We arrive an hour late in Doha – on a flight that takes all of 35 minutes flying time! I pop quickly into the Gold lounge to use their (disgusting) facilities and marvel that a “Gold” lounge can have the nerve to offer such paltry fare to its “privileged” customers.


And then we are driven across the entire airfield in a bus journey, which takes 18 minutes, to board the Beijing flight.


I am the only non-Chinese in my section of the cabin; and before I am comfortably settled in my seat an Indian stewardess has started to chat me up… Where do I live in Beijing? Is that anywhere near their hotel? What is there to see near there? How much time do I get off from my job?

Cute though she undoubtedly is, this girl must be even younger than my daughter, and finally she gets the message that I’m not really interested in taking her and her friends out for a gallivanting good time around Beijing. She leaves me in peace to enjoy a film and get some shut eye.

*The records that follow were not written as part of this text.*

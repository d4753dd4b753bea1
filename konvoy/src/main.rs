mod apply;
mod cluster;
mod commands;
mod configmerge;
mod errors;
mod interpolate;
mod kubecluster;
mod loader;
mod merge;
mod quantity;
mod reconcile;
mod registry;
mod resources;
mod validate;

use apply::Mode;
use commands::{ConfigEdit, Target};
use errors::Result;
use interpolate::{HostEnv, Scope};
use kubecluster::KubeCluster;
use registry::RegistryModel;

use clap::{Args, Parser, Subcommand};
use kube::Client as KubeClient;
use log;
use std::path::PathBuf;
use std::process::ExitCode;

#[derive(Parser, Debug)]
#[command(name = "konvoy", version, about = "Reconcile a service registry manifest with a Kubernetes cluster")]
struct Cli {
    #[command(subcommand)]
    command: Command,
}

#[derive(Args, Debug, Clone)]
struct TargetArgs {
    /// Path of the service registry manifest
    manifest: PathBuf,

    /// Namespace to act on, instead of the one named after the manifest
    #[arg(long)]
    namespace: Option<String>,

    /// Only act on apps matching this glob (repeatable)
    #[arg(long = "app")]
    apps: Vec<String>,

    /// Apply the changes instead of previewing them
    #[arg(long, short = 'y')]
    yes: bool,

    /// Let host variables named like an env key replace its templated value
    #[arg(long)]
    pass_env: bool,

    /// Interpolation variable, overrides the manifest's `args` (repeatable)
    #[arg(long = "arg", value_name = "KEY=VALUE", value_parser = parse_pair)]
    args: Vec<(String, String)>,

    /// Namespace image pull secrets are copied from
    #[arg(long, env = "KONVOY_SECRET_NAMESPACE", default_value = "default")]
    secret_namespace: String,
}

#[derive(Subcommand, Debug)]
enum Command {
    /// Create the apps that are not deployed yet
    Create(TargetArgs),

    /// Create missing apps and update the ones that drifted
    #[command(alias = "apply")]
    Sync {
	#[command(flatten)]
	target: TargetArgs,

	/// Remove config keys the manifest does not declare
	#[arg(long)]
	prune: bool,
    },

    /// Read or edit the live config of apps
    #[command(subcommand)]
    Config(ConfigCommand),
}

#[derive(Subcommand, Debug)]
enum ConfigCommand {
    Get(TargetArgs),

    Set {
	#[command(flatten)]
	target: TargetArgs,

	#[arg(value_name = "KEY=VALUE", value_parser = parse_pair, required = true)]
	pairs: Vec<(String, String)>,
    },

    Unset {
	#[command(flatten)]
	target: TargetArgs,

	#[arg(value_name = "KEY", required = true)]
	keys: Vec<String>,
    },
}

fn parse_pair(raw: &str) -> std::result::Result<(String, String), String> {
    match raw.split_once('=') {
	Some((key, value)) if !key.is_empty() => Ok((key.to_string(), value.to_string())),
	_ => Err(format!("expected KEY=VALUE, got `{}`", raw)),
    }
}

impl TargetArgs {

    /*
     * Everything fatal (missing file, schema, interpolation) fails here,
     * before the cluster is ever contacted.
     */
    fn load(&self, host: &HostEnv) -> Result<(RegistryModel, Target)> {
	let scope = Scope{
	    host: host.clone(),
	    args: self.args.iter().cloned().collect(),
	    pass_host_env: self.pass_env,
	};
	let registry = RegistryModel::from_path(&self.manifest, &scope)?;

	let target = Target{
	    namespace: self.namespace.clone().unwrap_or_else(|| registry.name.clone()),
	    apps: self.apps.clone(),
	    mode: if self.yes { Mode::Commit } else { Mode::Preview },
	    secret_namespace: self.secret_namespace.clone(),
	};
	Ok((registry, target))
    }
}

async fn connect() -> Result<KubeCluster> {
    let kube_client = KubeClient::try_default().await?;
    Ok(KubeCluster::new(kube_client))
}

async fn run(cli: Cli, host: HostEnv) -> Result<bool> {
    match cli.command {
	Command::Create(args) => {
	    let (registry, target) = args.load(&host)?;
	    log::info!("Creating apps of {} in namespace {}", registry.name, target.namespace);
	    commands::sync(&connect().await?, &registry, &target, false, true).await
	},
	Command::Sync{ target: args, prune } => {
	    let (registry, target) = args.load(&host)?;
	    log::info!("Syncing {} into namespace {}", registry.name, target.namespace);
	    commands::sync(&connect().await?, &registry, &target, prune, false).await
	},
	Command::Config(ConfigCommand::Get(args)) => {
	    let (registry, target) = args.load(&host)?;
	    commands::config_get(&connect().await?, &registry, &target).await
	},
	Command::Config(ConfigCommand::Set{ target: args, pairs }) => {
	    let (registry, target) = args.load(&host)?;
	    commands::config_edit(&connect().await?, &registry, &target, &ConfigEdit::Set(pairs)).await
	},
	Command::Config(ConfigCommand::Unset{ target: args, keys }) => {
	    let (registry, target) = args.load(&host)?;
	    commands::config_edit(&connect().await?, &registry, &target, &ConfigEdit::Unset(keys)).await
	},
    }
}

#[tokio::main]
async fn main() -> ExitCode {
    env_logger::init();

    let cli = Cli::parse();
    let host = HostEnv::capture();

    match run(cli, host).await {
	Ok(true) => ExitCode::SUCCESS,
	Ok(false) => {
	    log::warn!("Some apps could not be reconciled");
	    ExitCode::FAILURE
	},
	Err(err) => {
	    if err.is_fatal() {
		log::error!("Aborting before any change was made");
	    }
	    eprintln!("error: {}", err);
	    ExitCode::FAILURE
	}
    }
}

#[cfg(test)]
mod tests {
    use super::*;
    use crate::errors::Error;
    use clap::CommandFactory;

    #[test]
    fn test_cli_is_well_formed() {
	Cli::command().debug_assert();
    }

    #[test]
    fn test_parse_sync_flags() {
	let cli = Cli::parse_from([
	    "konvoy", "apply", "prod.json", "--app", "web-*", "--yes", "--prune", "--arg", "TAG=v2",
	]);

	match cli.command {
	    Command::Sync{ target, prune } => {
		assert!(prune);
		assert!(target.yes);
		assert_eq!(target.apps, vec!["web-*".to_string()]);
		assert_eq!(target.args, vec![("TAG".to_string(), "v2".to_string())]);
		assert_eq!(target.manifest, PathBuf::from("prod.json"));
	    },
	    other => panic!("expected sync, got {:?}", other),
	}
    }

    #[test]
    fn test_parse_pair() {
	assert_eq!(parse_pair("A=b=c"), Ok(("A".to_string(), "b=c".to_string())));
	assert!(parse_pair("novalue").is_err());
	assert!(parse_pair("=x").is_err());
    }

    #[test]
    fn test_load_fails_before_cluster_access() {
	let dir = tempfile::TempDir::new().unwrap();
	let manifest = dir.path().join("shop.json");
	std::fs::write(&manifest, r#"{"name": "shop", "services": [{"name": "web", "env": {"DB": "${UNSET_VAR}"}}]}"#).unwrap();

	let args = TargetArgs{
	    manifest,
	    namespace: None,
	    apps: vec![],
	    yes: true,
	    pass_env: false,
	    args: vec![],
	    secret_namespace: "default".to_string(),
	};
	match args.load(&HostEnv::default()) {
	    Err(err) => {
		assert!(err.is_fatal());
		assert!(matches!(err, Error::Interpolation{ .. }));
	    },
	    Ok(_) => panic!("interpolation of an unset variable must fail"),
	}
    }
}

We arrive 45 minutes late. We tumble off the aircraft. And I for one am so glad to be back on Chinese soil.


Friendly, polite immigration officers (not like those awful ones in Dubai … no, don’t get me started!); and loos in which you could happily eat your lunch, they are so spotless (as opposed to the disgusting rest rooms in Doha and the slightly less disgusting ones in Dubai).


I collect my bags and head for “home”. It’s great to be back.